INSTRUCTIONS TO FOLLOW: Only the lines below, from the one with "of this batch." through the one with "3: loop-end drain.", are to be written out, exactly.

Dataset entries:
'''

impl EventManager {
    /// Create a reactor for the current thread. The first live instance
    /// process-wide becomes the primary and owns OS signal registration.
    pub fn new() -> Result<Rc<Self>> {
        let primary = claim_registry_slot();
        let poller = match Poller::new() {
            Ok(poller) => poller,
            Err(err) => {
                release_registry_slot(primary);
                return Err(err.into());
            }
        };
        debug!(primary, "event manager created");
        Ok(Rc::new(Self {
            poller: RefCell::new(poller),
            fd_table: RefCell::new(FdTable::new()),
            timers: RefCell::new(TimerManager::new()),
            loop_end: RefCell::new(LoopEndQueue::new()),
            signals: RefCell::new(SignalRegistry::new(primary)),
            shutdown_handlers: RefCell::new(VecDeque::new()),
            working: Cell::new(false),
            shut_down: Cell::new(false),
            primary,
        }))
    }

    /// Whether this instance won the process-wide primary election.
    pub fn is_primary(&self) -> bool {
        self.primary
    }

    // ------------------------------------------------------------------------
    // Fd Table API
    // ------------------------------------------------------------------------

    /// Register `handler` with an initial interest mask for `fd`, replacing
    /// any previous registration.
    pub fn set_fd_handler(
        &self,
        fd: RawFd,
        handler: &Rc<dyn FdEventHandler>,
        events: FdEvents,
    ) -> Result<()> {
        if fd < 0 {
            return Err(ReactorError::InvalidArgument("negative fd"));
        }
        let was_registered = self.fd_table.borrow().is_registered(fd);
        if was_registered {
            self.poller.borrow().reregister(fd, events)?;
        } else {
            self.poller.borrow().register(fd, events)?;
        }
        self.fd_table
            .borrow_mut()
            .set(fd, Rc::downgrade(handler), events);
        trace!(fd, mask = events.as_u8(), "fd handler set");
        Ok(())
    }

    /// Change the interest mask of an already registered descriptor.
    pub fn set_fd_events(&self, fd: RawFd, events: FdEvents) -> Result<()> {
        if !self.fd_table.borrow().is_registered(fd) {
            return Err(ReactorError::WrongState);
        }
        if self.fd_table.borrow().mask_for(fd) == events {
            return Ok(());
        }
        self.poller.borrow().reregister(fd, events)?;
        self.fd_table.borrow_mut().set_mask(fd, events);
        Ok(())
    }

    pub fn enable_read_events(&self, fd: RawFd) -> Result<()> {
        // The table borrow must end before set_fd_events re-borrows it.
        let mask = self.fd_table.borrow().mask_for(fd).with(FdEvents::READ);
        self.set_fd_events(fd, mask)
    }

    pub fn disable_read_events(&self, fd: RawFd) -> Result<()> {
        let mask = self.fd_table.borrow().mask_for(fd).without(FdEvents::READ);
        self.set_fd_events(fd, mask)
    }

    pub fn enable_write_events(&self, fd: RawFd) -> Result<()> {
        let mask = self.fd_table.borrow().mask_for(fd).with(FdEvents::WRITE);
        self.set_fd_events(fd, mask)
    }

    pub fn disable_write_events(&self, fd: RawFd) -> Result<()> {
        let mask = self.fd_table.borrow().mask_for(fd).without(FdEvents::WRITE);
        self.set_fd_events(fd, mask)
    }

    /// Drop the handler and interest for `fd`. A no-op when nothing is
    /// registered there.
    pub fn remove_fd_handler(&self, fd: RawFd) {
        if fd < 0 || !self.fd_table.borrow().is_registered(fd) {
            return;
        }
        self.poller.borrow().deregister(fd);
        self.fd_table.borrow_mut().clear(fd);
        trace!(fd, "fd handler removed");
    }

    /// The sanctioned way to close a descriptor that is or might be
    /// registered: the table entry is cleared first, so it never points at a
    /// closed fd.
    pub fn close_fd(&self, fd: RawFd) {
        if fd < 0 {
            return;
        }
        self.remove_fd_handler(fd);
        unsafe {
            libc::close(fd);
        }
    }

    /// Current interest mask for `fd` (`NONE` when unregistered).
    pub fn fd_events(&self, fd: RawFd) -> FdEvents {
        self.fd_table.borrow().mask_for(fd)
    }

    /// Whether a handler is registered for `fd`.
    pub fn has_fd_handler(&self, fd: RawFd) -> bool {
        self.fd_table.borrow().is_registered(fd)
    }

    // ------------------------------------------------------------------------
    // Timer API
    // ------------------------------------------------------------------------

    /// Arm (or re-arm) `timer` to fire `delay` from now.
    pub fn start_timer(&self, timer: &Timer, delay: Duration) {
        self.timers.borrow_mut().start(timer, delay);
    }

    /// Disarm `timer`. Safe on an inactive timer.
    pub fn stop_timer(&self, timer: &Timer) {
        self.timers.borrow_mut().stop(timer);
    }

    // ------------------------------------------------------------------------
    // Loop-End API
    // ------------------------------------------------------------------------

    /// Run `handler` once at the end of the current iteration. Idempotent
    /// within one iteration.
    pub fn loop_end_subscribe(&self, handler: &Rc<dyn LoopEndHandler>) {
        self.loop_end.borrow_mut().subscribe(handler);
    }

    pub fn loop_end_unsubscribe(&self, handler: &Rc<dyn LoopEndHandler>) {
        self.loop_end.borrow_mut().unsubscribe(handler);
    }

    // ------------------------------------------------------------------------
    // Signal / Child / Shutdown API
    // ------------------------------------------------------------------------

    /// Subscribe to the watched OS signals. Every subscriber sees every
    /// delivered signal.
    pub fn signal_subscribe(&self, handler: &Rc<dyn SignalHandler>) -> Result<()> {
        self.signals.borrow_mut().subscribe(handler)?;
        Ok(())
    }

    pub fn signal_unsubscribe(&self, handler: &Rc<dyn SignalHandler>) {
        self.signals.borrow_mut().unsubscribe(handler);
    }

    /// Watch one child pid for exit, replacing any previous handler for it.
    pub fn set_child_handler(&self, pid: i32, handler: &Rc<dyn ChildHandler>) -> Result<()> {
        if pid <= 0 {
            return Err(ReactorError::InvalidArgument("non-positive pid"));
        }
        self.signals.borrow_mut().set_child_handler(pid, handler)?;
        Ok(())
    }

    pub fn remove_child_handler(&self, pid: i32) {
        self.signals.borrow_mut().remove_child_handler(pid);
    }

    /// Subscribe to the shutdown notification. Deduplicated on insert.
    pub fn shutdown_subscribe(&self, handler: &Rc<dyn ShutdownHandler>) {
        let target = Rc::downgrade(handler);
        let mut handlers = self.shutdown_handlers.borrow_mut();
        if !handlers.iter().any(|h| h.ptr_eq(&target)) {
            handlers.push_back(target);
        }
    }

    pub fn shutdown_unsubscribe(&self, handler: &Rc<dyn ShutdownHandler>) {
        let target = Rc::downgrade(handler);
        self.shutdown_handlers
            .borrow_mut()
            .retain(|h| !h.ptr_eq(&target));
    }

    // ------------------------------------------------------------------------
    // Loop Control
    // ------------------------------------------------------------------------

    /// Run the dispatch loop until [`stop`](Self::stop) is called.
    pub fn run(&self) -> Result<()> {
        if self.working.get() || self.shut_down.get() {
            return Err(ReactorError::WrongState);
        }
        self.working.set(true);
        debug!("event loop entered");
        let result = loop {
            if let Err(err) = self.iteration() {
                break Err(err);
            }
            if !self.working.get() {
                break Ok(());
            }
        };
        self.working.set(false);
        debug!("event loop exited");
        result
    }

    /// Request loop exit. The current iteration completes its dispatch
    /// phases first.
    pub fn stop(&self) {
        self.working.set(false);
    }

    /// Whether the loop is currently inside [`run`](Self::run).
    pub fn is_working(&self) -> bool {
        self.working.get()
    }

    /// One wait/dispatch pass. Exposed so tests and embedders can step the
    /// reactor without entering the blocking loop.
    pub fn iteration(&self) -> Result<()> {
        let timeout = self.poll_timeout();
        let ready = self.poller.borrow_mut().wait(timeout)?;
        // Due-ness is judged against the wakeup instant, not a later clock
        // sample, so a timer armed inside an fd callback waits for the next
        // iteration.
        let now = Instant::now();

        // Phase 1: fd readiness. Interest is re-checked per descriptor since
        // an earlier handler in the same batch may have changed or removed
        // the registration.
        for (fd, events) in ready {
            let handler = self.fd_table.borrow().handler_for(fd);
            let Some(handler) = handler else { continue };
            let mask = self.fd_table.borrow().mask_for(fd);
            let delivered = FdEvents::new(events.as_u8() & mask.as_u8());
            if delivered.is_empty() {
                continue;
            }
            handler.receive_fd_event(fd, delivered);
        }

        // Phase 2: due timers. Timers armed from inside a callback carry a
        // deadline past the wakeup instant and are never part of this batch.
        let due = self.timers.borrow_mut().take_due(now);
        for (owner, timer) in due {
            owner.timer_expired(&timer);
        }

        // Phase 3: loop-end drain.
        if self.loop_end.borrow_mut().begin_drain() {
            loop {
                let next = self.loop_end.borrow_mut().next_draining();
                match next {
                    Some(handler) => handler.receive_loop_end_event(),
                    None => break,
                }
            }
        }

        // Phase 4: signal delivery.
        let pending = self.signals.borrow_mut().take_pending();
        if !pending.is_empty() {
            let handlers = self.signals.borrow().handler_snapshot();
            for signal in pending {
                trace!(signal, "dispatching signal");
                for handler in &handlers {
                    handler.receive_signal_event(signal);
                }
            }
        }

        // Phase 5: child exits.
        let exited = self.signals.borrow_mut().reap();
        for (pid, status, handler) in exited {
            debug!(pid, status, "child exited");
            handler.child_exited(pid, status);
        }

        Ok(())
    }

    /// How long the wait primitive may block this iteration.
    fn poll_timeout(&self) -> Option<Duration> {
        // Pending loop-end work must run before the loop blocks again.
        if self.loop_end.borrow().has_pending() {
            return Some(Duration::ZERO);
        }
        let deadline = self.timers.borrow_mut().next_deadline();
        let mut timeout = deadline.map(|d| d.saturating_duration_since(Instant::now()));
        if self.signals.borrow().wants_periodic_check() {
            timeout = Some(timeout.map_or(CHECK_INTERVAL, |t| t.min(CHECK_INTERVAL)));
        }
        timeout
    }

    // ------------------------------------------------------------------------
    // Shutdown
    // ------------------------------------------------------------------------

    /// Tear the reactor down.
    ///
    /// With `force` false this is a correctness check: it fails with
    /// [`ReactorError::WrongState`] while any timer, loop-end subscription,
    /// signal/child handler or fd registration is outstanding, leaving all
    /// state intact so the caller can detect the leak. With `force` true all
    /// timers are cleared and every still-registered descriptor is closed.
    pub fn shutdown(&self, force: bool) -> Result<()> {
        if self.shut_down.get() {
            return Err(ReactorError::WrongState);
        }
        if !force {
            let outstanding = !self.timers.borrow_mut().is_empty()
                || !self.loop_end.borrow().is_empty()
                || !self.signals.borrow().is_registry_empty()
                || !self.fd_table.borrow().is_empty();
            if outstanding {
                return Err(ReactorError::WrongState);
            }
        } else {
            self.timers.borrow_mut().remove_all();
            self.loop_end.borrow_mut().clear();
            let fds = self.fd_table.borrow().registered_fds();
            for fd in fds {
                warn!(fd, "closing fd still registered at forced shutdown");
                self.close_fd(fd);
            }
        }
        self.signals.borrow_mut().clear();
        self.working.set(false);
        self.shut_down.set(true);
        self.run_shutdown_handlers();
        debug!(force, "event manager shut down");
        Ok(())
    }

    /// Destructive front-of-queue drain. A handler that fails to unsubscribe
    /// itself from inside its callback is dropped forcibly so the drain
    /// always terminates.
    fn run_shutdown_handlers(&self) {
        loop {
            let front = self.shutdown_handlers.borrow().front().cloned();
            let Some(front) = front else { break };
            if let Some(handler) = front.upgrade() {
                handler.receive_shutdown_event();
            }
            let mut handlers = self.shutdown_handlers.borrow_mut();
            if handlers.front().is_some_and(|h| h.ptr_eq(&front)) {
                handlers.pop_front();
            }
        }
    }
}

'''

FINISHED TASK:
        // deadline past the wakeup instant and are never part of this batch.
        let due = self.timers.borrow_mut().take_due(now);
        for (owner, timer) in due {
            owner.timer_expired(&timer);
        }

        // Phase 3: loop-end drain.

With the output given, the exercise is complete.